Gerald Loacker: "Arbeitsmarktzugang für Asylwerber gibt diesen Menschen langfristige Chancen auf Arbeit"

Wien (OTS) - "Sozialminister Hundstorfer kündigte heute an, dass es keinen Arbeitsmarktzugang für Asylwerber in absehbarer Zeit geben wird. Damit will der Minister vorsätzlich gegen EU-Recht verstoßen", kritisiert NEOS-Arbeitsmarktsprecher Gerald Loacker die Ankündigung von Hundstrofer. "Österreich hat noch bis 20. Juli Zeit eine EU-Richtlinie umzusetzen, die einen effektiven Arbeitsmarktzugang für Asylwerber nach neun Monaten Aufenthalt vorsieht. Hier absichtlich auf dem Rücken der Betroffenen zuzuwarten ist zynisch. Die Angst vor der FPÖ zeigt sich immer mehr in den Forderungen der Regierung", so Loacker.
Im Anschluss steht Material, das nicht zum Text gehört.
impl CatalogRepository for SqliteCatalogRepository<'_> {
    fn create_author(&self, author: &Author) -> RepoResult<AuthorId> {
        author.validate()?;
        write_atomically(self.conn, |conn| {
            conn.execute(
                "INSERT INTO authors (uuid, name) VALUES (?1, ?2);",
                params![author.uuid.to_string(), author.name.as_str()],
            )?;
            Ok(author.uuid)
        })
    }

    fn update_author(&self, author: &Author) -> RepoResult<()> {
        author.validate()?;
        let changed = self.conn.execute(
            "UPDATE authors SET name = ?1 WHERE uuid = ?2;",
            params![author.name.as_str(), author.uuid.to_string()],
        )?;
        if changed == 0 {
            return Err(RepoError::not_found(EntityKind::Author, author.uuid));
        }
        Ok(())
    }

    fn get_author(&self, id: AuthorId) -> RepoResult<Option<Author>> {
        query_optional(
            self.conn,
            &format!("{AUTHOR_SELECT_SQL} WHERE uuid = ?1;"),
            [id.to_string()],
            parse_author_row,
        )
    }

    fn find_authors_by_name(&self, name: &str) -> RepoResult<Vec<Author>> {
        query_all(
            self.conn,
            &format!("{AUTHOR_SELECT_SQL} WHERE name = ?1 ORDER BY rowid ASC;"),
            [name],
            parse_author_row,
        )
    }

    fn list_authors(&self) -> RepoResult<Vec<Author>> {
        query_all(
            self.conn,
            &format!("{AUTHOR_SELECT_SQL} ORDER BY name ASC, uuid ASC;"),
            [],
            parse_author_row,
        )
    }

    fn delete_author(&self, id: AuthorId) -> RepoResult<()> {
        write_atomically(self.conn, |conn| {
            let changed = conn.execute("DELETE FROM authors WHERE uuid = ?1;", [id.to_string()])?;
            if changed == 0 {
                return Err(RepoError::not_found(EntityKind::Author, id));
            }
            Ok(())
        })
    }

    fn book_counts_by_author(&self) -> RepoResult<Vec<AuthorBookCount>> {
        query_all(
            self.conn,
            "SELECT a.uuid AS uuid, a.name AS name, COUNT(b.uuid) AS book_count
             FROM authors a
             LEFT JOIN books b ON b.author_uuid = a.uuid
             GROUP BY a.uuid, a.name
             ORDER BY a.name ASC, a.uuid ASC;",
            [],
            |row| {
                let book_count: i64 = row.get("book_count")?;
                Ok(AuthorBookCount {
                    author: parse_author_row(row)?,
                    book_count: u64::try_from(book_count).map_err(|_| {
                        RepoError::InvalidData(format!("negative book count {book_count}"))
                    })?,
                })
            },
        )
    }

    fn create_book(&self, book: &Book, holdings: &[LibraryId]) -> RepoResult<BookId> {
        book.validate()?;
        write_atomically(self.conn, |conn| {
            ensure_author_exists(conn, book.author_uuid)?;
            conn.execute(
                "INSERT INTO books (uuid, title, author_uuid) VALUES (?1, ?2, ?3);",
                params![
                    book.uuid.to_string(),
                    book.title.as_str(),
                    book.author_uuid.to_string(),
                ],
            )?;
            for library in holdings {
                ensure_library_exists(conn, *library)?;
                insert_holding(conn, *library, book.uuid)?;
            }
            Ok(book.uuid)
        })
    }

    fn update_book(&self, book: &Book) -> RepoResult<()> {
        book.validate()?;
        write_atomically(self.conn, |conn| {
            ensure_author_exists(conn, book.author_uuid)?;
            let changed = conn.execute(
                "UPDATE books SET title = ?1, author_uuid = ?2 WHERE uuid = ?3;",
                params![
                    book.title.as_str(),
                    book.author_uuid.to_string(),
                    book.uuid.to_string(),
                ],
            )?;
            if changed == 0 {
                return Err(RepoError::not_found(EntityKind::Book, book.uuid));
            }
            Ok(())
        })
    }

    fn get_book(&self, id: BookId) -> RepoResult<Option<Book>> {
        query_optional(
            self.conn,
            &format!("{BOOK_SELECT_SQL} WHERE uuid = ?1;"),
            [id.to_string()],
            parse_book_row,
        )
    }

    fn get_book_with_author(&self, id: BookId) -> RepoResult<Option<BookWithAuthor>> {
        query_optional(
            self.conn,
            &format!("{BOOK_WITH_AUTHOR_SELECT_SQL} WHERE b.uuid = ?1;"),
            [id.to_string()],
            parse_book_with_author_row,
        )
    }

    fn find_books_by_title(&self, title: &str) -> RepoResult<Vec<Book>> {
        query_all(
            self.conn,
            &format!("{BOOK_SELECT_SQL} WHERE title = ?1 ORDER BY rowid ASC;"),
            [title],
            parse_book_row,
        )
    }

    fn list_books(&self) -> RepoResult<Vec<BookWithAuthor>> {
        query_all(
            self.conn,
            &format!("{BOOK_WITH_AUTHOR_SELECT_SQL} ORDER BY b.title ASC, b.uuid ASC;"),
            [],
            parse_book_with_author_row,
        )
    }

    fn recent_books(&self, limit: u32) -> RepoResult<Vec<BookWithAuthor>> {
        query_all(
            self.conn,
            &format!("{BOOK_WITH_AUTHOR_SELECT_SQL} ORDER BY b.rowid DESC LIMIT ?1;"),
            [i64::from(limit)],
            parse_book_with_author_row,
        )
    }

    fn books_by_author(&self, author: AuthorId) -> RepoResult<Vec<Book>> {
        query_all(
            self.conn,
            &format!("{BOOK_SELECT_SQL} WHERE author_uuid = ?1 ORDER BY title ASC, uuid ASC;"),
            [author.to_string()],
            parse_book_row,
        )
    }

    fn delete_book(&self, id: BookId) -> RepoResult<()> {
        write_atomically(self.conn, |conn| {
            let changed = conn.execute("DELETE FROM books WHERE uuid = ?1;", [id.to_string()])?;
            if changed == 0 {
                return Err(RepoError::not_found(EntityKind::Book, id));
            }
            Ok(())
        })
    }

    fn count_books(&self) -> RepoResult<u64> {
        count(self.conn, "SELECT COUNT(*) FROM books;", [])
    }

    fn create_library(&self, library: &Library) -> RepoResult<LibraryId> {
        library.validate()?;
        write_atomically(self.conn, |conn| {
            if exists(
                conn,
                "SELECT EXISTS(SELECT 1 FROM libraries WHERE name = ?1);",
                [library.name.as_str()],
            )? {
                return Err(IntegrityViolation::DuplicateLibraryName(library.name.clone()).into());
            }
            conn.execute(
                "INSERT INTO libraries (uuid, name) VALUES (?1, ?2);",
                params![library.uuid.to_string(), library.name.as_str()],
            )?;
            Ok(library.uuid)
        })
    }

    fn update_library(&self, library: &Library) -> RepoResult<()> {
        library.validate()?;
        write_atomically(self.conn, |conn| {
            if exists(
                conn,
                "SELECT EXISTS(SELECT 1 FROM libraries WHERE name = ?1 AND uuid <> ?2);",
                params![library.name.as_str(), library.uuid.to_string()],
            )? {
                return Err(IntegrityViolation::DuplicateLibraryName(library.name.clone()).into());
            }
            let changed = conn.execute(
                "UPDATE libraries SET name = ?1 WHERE uuid = ?2;",
                params![library.name.as_str(), library.uuid.to_string()],
            )?;
            if changed == 0 {
                return Err(RepoError::not_found(EntityKind::Library, library.uuid));
            }
            Ok(())
        })
    }

    fn get_library(&self, id: LibraryId) -> RepoResult<Option<Library>> {
        query_optional(
            self.conn,
            &format!("{LIBRARY_SELECT_SQL} WHERE uuid = ?1;"),
            [id.to_string()],
            parse_library_row,
        )
    }

    fn find_library_by_name(&self, name: &str) -> RepoResult<Option<Library>> {
        query_optional(
            self.conn,
            &format!("{LIBRARY_SELECT_SQL} WHERE name = ?1;"),
            [name],
            parse_library_row,
        )
    }

    fn list_libraries(&self) -> RepoResult<Vec<Library>> {
        query_all(
            self.conn,
            &format!("{LIBRARY_SELECT_SQL} ORDER BY name ASC, uuid ASC;"),
            [],
            parse_library_row,
        )
    }

    fn delete_library(&self, id: LibraryId) -> RepoResult<()> {
        write_atomically(self.conn, |conn| {
            let changed =
                conn.execute("DELETE FROM libraries WHERE uuid = ?1;", [id.to_string()])?;
            if changed == 0 {
                return Err(RepoError::not_found(EntityKind::Library, id));
            }
            Ok(())
        })
    }

    fn count_libraries(&self) -> RepoResult<u64> {
        count(self.conn, "SELECT COUNT(*) FROM libraries;", [])
    }

    fn add_book_to_library(&self, library: LibraryId, book: BookId) -> RepoResult<()> {
        write_atomically(self.conn, |conn| {
            ensure_library_exists(conn, library)?;
            if !exists(
                conn,
                "SELECT EXISTS(SELECT 1 FROM books WHERE uuid = ?1);",
                [book.to_string()],
            )? {
                return Err(IntegrityViolation::UnknownBook(book).into());
            }
            insert_holding(conn, library, book)
        })
    }

    fn remove_book_from_library(&self, library: LibraryId, book: BookId) -> RepoResult<bool> {
        let changed = self.conn.execute(
            "DELETE FROM library_books WHERE library_uuid = ?1 AND book_uuid = ?2;",
            params![library.to_string(), book.to_string()],
        )?;
        Ok(changed > 0)
    }

    fn books_in_library(&self, library: LibraryId) -> RepoResult<Vec<BookWithAuthor>> {
        query_all(
            self.conn,
            &format!(
                "{BOOK_WITH_AUTHOR_SELECT_SQL}
                 INNER JOIN library_books lb ON lb.book_uuid = b.uuid
                 WHERE lb.library_uuid = ?1
                 ORDER BY b.title ASC, b.uuid ASC;"
            ),
            [library.to_string()],
            parse_book_with_author_row,
        )
    }

    fn libraries_for_book(&self, book: BookId) -> RepoResult<Vec<Library>> {
        query_all(
            self.conn,
            "SELECT l.uuid AS uuid, l.name AS name
             FROM libraries l
             INNER JOIN library_books lb ON lb.library_uuid = l.uuid
             WHERE lb.book_uuid = ?1
             ORDER BY l.name ASC, l.uuid ASC;",
            [book.to_string()],
            parse_library_row,
        )
    }

    fn authors_in_library(&self, library: LibraryId) -> RepoResult<Vec<Author>> {
        query_all(
            self.conn,
            "SELECT DISTINCT a.uuid AS uuid, a.name AS name
             FROM authors a
             INNER JOIN books b ON b.author_uuid = a.uuid
             INNER JOIN library_books lb ON lb.book_uuid = b.uuid
             WHERE lb.library_uuid = ?1
             ORDER BY a.name ASC, a.uuid ASC;",
            [library.to_string()],
            parse_author_row,
        )
    }

    fn count_distinct_books_in(&self, libraries: &[LibraryId]) -> RepoResult<u64> {
        if libraries.is_empty() {
            return Ok(0);
        }
        let placeholders = vec!["?"; libraries.len()].join(", ");
        let bind_values: Vec<Value> = libraries
            .iter()
            .map(|id| Value::Text(id.to_string()))
            .collect();
        count(
            self.conn,
            &format!(
                "SELECT COUNT(DISTINCT book_uuid)
                 FROM library_books
                 WHERE library_uuid IN ({placeholders});"
            ),
            params_from_iter(bind_values),
        )
    }

    fn create_librarian(&self, librarian: &Librarian) -> RepoResult<LibrarianId> {
        librarian.validate()?;
        write_atomically(self.conn, |conn| {
            ensure_library_unstaffed(conn, librarian)?;
            conn.execute(
                "INSERT INTO librarians (uuid, name, library_uuid) VALUES (?1, ?2, ?3);",
                params![
                    librarian.uuid.to_string(),
                    librarian.name.as_str(),
                    librarian.library_uuid.to_string(),
                ],
            )?;
            Ok(librarian.uuid)
        })
    }

    fn update_librarian(&self, librarian: &Librarian) -> RepoResult<()> {
        librarian.validate()?;
        write_atomically(self.conn, |conn| {
            ensure_library_unstaffed(conn, librarian)?;
            let changed = conn.execute(
                "UPDATE librarians SET name = ?1, library_uuid = ?2 WHERE uuid = ?3;",
                params![
                    librarian.name.as_str(),
                    librarian.library_uuid.to_string(),
                    librarian.uuid.to_string(),
                ],
            )?;
            if changed == 0 {
                return Err(RepoError::not_found(EntityKind::Librarian, librarian.uuid));
            }
            Ok(())
        })
    }

    fn get_librarian(&self, id: LibrarianId) -> RepoResult<Option<Librarian>> {
        query_optional(
            self.conn,
            &format!("{LIBRARIAN_SELECT_SQL} WHERE uuid = ?1;"),
            [id.to_string()],
            parse_librarian_row,
        )
    }

    fn librarian_for_library(&self, library: LibraryId) -> RepoResult<Option<Librarian>> {
        query_optional(
            self.conn,
            &format!("{LIBRARIAN_SELECT_SQL} WHERE library_uuid = ?1;"),
            [library.to_string()],
            parse_librarian_row,
        )
    }

    fn find_librarians_by_name(&self, name: &str) -> RepoResult<Vec<Librarian>> {
        query_all(
            self.conn,
            &format!("{LIBRARIAN_SELECT_SQL} WHERE name = ?1 ORDER BY rowid ASC;"),
            [name],
            parse_librarian_row,
        )
    }

    fn list_librarians(&self) -> RepoResult<Vec<Librarian>> {
        query_all(
            self.conn,
            &format!("{LIBRARIAN_SELECT_SQL} ORDER BY name ASC, uuid ASC;"),
            [],
            parse_librarian_row,
        )
    }

    fn delete_librarian(&self, id: LibrarianId) -> RepoResult<()> {
        let changed = self
            .conn
            .execute("DELETE FROM librarians WHERE uuid = ?1;", [id.to_string()])?;
        if changed == 0 {
            return Err(RepoError::not_found(EntityKind::Librarian, id));
        }
        Ok(())
    }

    fn libraries_staffed_by(&self, name: &str) -> RepoResult<Vec<Library>> {
        query_all(
            self.conn,
            "SELECT l.uuid AS uuid, l.name AS name
             FROM libraries l
             INNER JOIN librarians r ON r.library_uuid = l.uuid
             WHERE r.name = ?1
             ORDER BY l.name ASC, l.uuid ASC;",
            [name],
            parse_library_row,
        )
    }
}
"Die Begründung des Ministers, dass er zuerst die anerkannten Flüchtlinge am Arbeitsmarkt vermitteln will, verkennt die Problematik. Anerkannte Flüchtlinge haben große Probleme am Arbeitsmarkt integriert zu werden. Dies liegt aber daran, dass sie jahrelang zu Inaktivität gezwungen sind. Wenn man langfristig keine Beschäftigung hat, führt dies zu Dequalifzierung", zeigt Loacker auf. Und weiter: "Die Situation ist vergleichbar mit Langzeitarbeitslosen:
Je länger eine Person erwerbslos ist, desto schwieriger ist es einen Job zu finden. Wenn wir den Arbeitsmarkt nach neun Monaten öffnen, geben wir den zukünftigen anerkannten Flüchtlingen auch tatsächlich Chancen sich am Arbeitsmarkt zu integrieren."

Auch NEOS-Menschenrechtssprecher Nikolaus Scherak ist von den Aussagen des Ministers enttäuscht: "Es ist ein Gebot der Menschlichkeit, diesen Menschen ein selbstbestimmtes Leben zu ermöglichen und damit auch diese Menschen arbeiten zu lassen."